— Task details —
From the records below, copy the lines that include "WorkspaceConnector".

(Stored data entries)
Segment Open
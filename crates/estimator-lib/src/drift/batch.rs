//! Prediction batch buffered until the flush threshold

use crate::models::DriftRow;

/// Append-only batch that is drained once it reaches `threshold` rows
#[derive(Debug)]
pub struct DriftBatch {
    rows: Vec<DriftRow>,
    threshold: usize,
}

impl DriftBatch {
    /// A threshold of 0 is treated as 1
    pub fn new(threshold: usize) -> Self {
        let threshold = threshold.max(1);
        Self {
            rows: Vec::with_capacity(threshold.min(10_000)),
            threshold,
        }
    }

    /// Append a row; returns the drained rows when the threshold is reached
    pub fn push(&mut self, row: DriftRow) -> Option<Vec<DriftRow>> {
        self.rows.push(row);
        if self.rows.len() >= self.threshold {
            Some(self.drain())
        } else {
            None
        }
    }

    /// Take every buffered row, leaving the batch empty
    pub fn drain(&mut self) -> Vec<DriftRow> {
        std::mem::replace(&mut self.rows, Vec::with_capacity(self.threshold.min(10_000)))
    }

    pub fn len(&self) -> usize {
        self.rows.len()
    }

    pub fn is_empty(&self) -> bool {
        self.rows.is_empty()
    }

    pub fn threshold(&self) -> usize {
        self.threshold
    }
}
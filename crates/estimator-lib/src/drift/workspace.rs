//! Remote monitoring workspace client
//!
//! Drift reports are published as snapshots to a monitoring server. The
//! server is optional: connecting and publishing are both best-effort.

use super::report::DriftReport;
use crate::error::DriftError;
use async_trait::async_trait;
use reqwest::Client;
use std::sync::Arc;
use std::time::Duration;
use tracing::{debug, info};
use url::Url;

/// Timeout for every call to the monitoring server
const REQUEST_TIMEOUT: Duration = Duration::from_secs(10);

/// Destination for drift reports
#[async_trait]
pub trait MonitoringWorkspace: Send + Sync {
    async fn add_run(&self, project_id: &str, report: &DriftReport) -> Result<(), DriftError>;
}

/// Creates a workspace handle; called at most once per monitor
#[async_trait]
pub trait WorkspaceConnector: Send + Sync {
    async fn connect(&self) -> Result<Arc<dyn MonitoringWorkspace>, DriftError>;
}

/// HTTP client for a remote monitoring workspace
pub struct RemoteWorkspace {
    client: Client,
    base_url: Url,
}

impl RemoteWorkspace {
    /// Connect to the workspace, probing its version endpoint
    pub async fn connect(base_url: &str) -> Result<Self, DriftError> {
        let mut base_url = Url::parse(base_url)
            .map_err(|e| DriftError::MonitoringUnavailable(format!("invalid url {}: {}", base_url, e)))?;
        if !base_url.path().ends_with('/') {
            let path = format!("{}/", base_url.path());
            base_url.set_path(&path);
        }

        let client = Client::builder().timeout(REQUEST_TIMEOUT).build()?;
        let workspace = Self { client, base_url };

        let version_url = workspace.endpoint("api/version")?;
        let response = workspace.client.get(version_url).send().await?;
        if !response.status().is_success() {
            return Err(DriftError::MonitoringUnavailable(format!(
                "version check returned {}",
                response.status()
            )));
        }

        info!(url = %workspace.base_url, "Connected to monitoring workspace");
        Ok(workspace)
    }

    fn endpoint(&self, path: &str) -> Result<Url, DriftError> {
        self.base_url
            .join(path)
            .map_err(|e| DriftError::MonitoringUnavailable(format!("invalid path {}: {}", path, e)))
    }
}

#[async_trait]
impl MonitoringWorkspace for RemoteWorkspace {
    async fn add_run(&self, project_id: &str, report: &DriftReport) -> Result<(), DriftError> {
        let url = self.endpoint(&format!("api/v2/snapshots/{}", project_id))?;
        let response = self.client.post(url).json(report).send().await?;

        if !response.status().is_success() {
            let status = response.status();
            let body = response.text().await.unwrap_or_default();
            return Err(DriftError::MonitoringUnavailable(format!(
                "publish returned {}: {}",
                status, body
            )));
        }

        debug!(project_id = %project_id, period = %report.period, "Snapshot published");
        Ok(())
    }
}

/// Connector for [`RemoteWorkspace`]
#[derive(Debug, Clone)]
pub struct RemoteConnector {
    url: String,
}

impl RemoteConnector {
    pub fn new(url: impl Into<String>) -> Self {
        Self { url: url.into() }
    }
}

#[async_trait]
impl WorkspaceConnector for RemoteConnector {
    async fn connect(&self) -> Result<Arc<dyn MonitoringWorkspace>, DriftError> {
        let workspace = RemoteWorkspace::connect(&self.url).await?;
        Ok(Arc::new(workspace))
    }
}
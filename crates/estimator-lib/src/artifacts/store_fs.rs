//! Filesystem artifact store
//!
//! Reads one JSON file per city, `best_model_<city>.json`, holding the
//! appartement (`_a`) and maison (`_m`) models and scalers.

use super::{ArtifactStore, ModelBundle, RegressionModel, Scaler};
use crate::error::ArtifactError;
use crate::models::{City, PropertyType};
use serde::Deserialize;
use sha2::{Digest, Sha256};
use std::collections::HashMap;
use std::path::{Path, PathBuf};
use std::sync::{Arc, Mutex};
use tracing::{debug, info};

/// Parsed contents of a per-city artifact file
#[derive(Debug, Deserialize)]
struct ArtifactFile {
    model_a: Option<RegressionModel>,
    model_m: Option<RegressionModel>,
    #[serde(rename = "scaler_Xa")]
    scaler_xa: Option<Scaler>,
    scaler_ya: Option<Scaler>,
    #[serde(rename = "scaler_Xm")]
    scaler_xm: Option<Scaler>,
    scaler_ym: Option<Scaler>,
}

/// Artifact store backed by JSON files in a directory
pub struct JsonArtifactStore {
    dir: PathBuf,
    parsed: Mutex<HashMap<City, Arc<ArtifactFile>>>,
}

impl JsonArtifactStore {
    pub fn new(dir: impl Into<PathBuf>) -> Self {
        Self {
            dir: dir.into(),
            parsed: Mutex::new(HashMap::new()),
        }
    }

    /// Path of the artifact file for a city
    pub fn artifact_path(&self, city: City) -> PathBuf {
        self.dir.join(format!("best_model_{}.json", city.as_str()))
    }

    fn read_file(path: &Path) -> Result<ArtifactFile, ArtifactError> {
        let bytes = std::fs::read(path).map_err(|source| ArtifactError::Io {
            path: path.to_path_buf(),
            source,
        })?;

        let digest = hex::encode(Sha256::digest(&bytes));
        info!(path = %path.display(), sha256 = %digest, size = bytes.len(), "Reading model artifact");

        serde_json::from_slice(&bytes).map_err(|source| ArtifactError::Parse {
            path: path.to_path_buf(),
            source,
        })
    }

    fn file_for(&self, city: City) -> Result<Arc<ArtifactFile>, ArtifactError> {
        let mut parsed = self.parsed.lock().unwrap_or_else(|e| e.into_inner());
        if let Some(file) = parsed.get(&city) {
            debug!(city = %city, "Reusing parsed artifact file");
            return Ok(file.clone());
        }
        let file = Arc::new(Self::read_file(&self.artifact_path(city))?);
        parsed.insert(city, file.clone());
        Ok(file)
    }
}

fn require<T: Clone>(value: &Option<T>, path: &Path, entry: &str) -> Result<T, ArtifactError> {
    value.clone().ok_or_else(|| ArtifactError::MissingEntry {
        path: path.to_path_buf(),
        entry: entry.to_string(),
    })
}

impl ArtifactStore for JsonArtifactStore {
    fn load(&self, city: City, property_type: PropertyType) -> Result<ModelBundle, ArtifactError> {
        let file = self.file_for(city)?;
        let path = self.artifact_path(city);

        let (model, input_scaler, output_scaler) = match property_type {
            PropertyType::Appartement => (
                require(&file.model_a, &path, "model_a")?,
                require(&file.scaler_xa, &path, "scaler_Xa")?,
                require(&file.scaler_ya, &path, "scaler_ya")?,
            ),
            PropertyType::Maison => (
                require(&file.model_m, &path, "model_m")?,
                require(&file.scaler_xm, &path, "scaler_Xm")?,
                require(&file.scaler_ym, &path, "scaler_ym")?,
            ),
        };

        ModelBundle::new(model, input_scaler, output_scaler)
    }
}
Segment Closed
— Response box —
pub trait WorkspaceConnector: Send + Sync {
impl WorkspaceConnector for RemoteConnector {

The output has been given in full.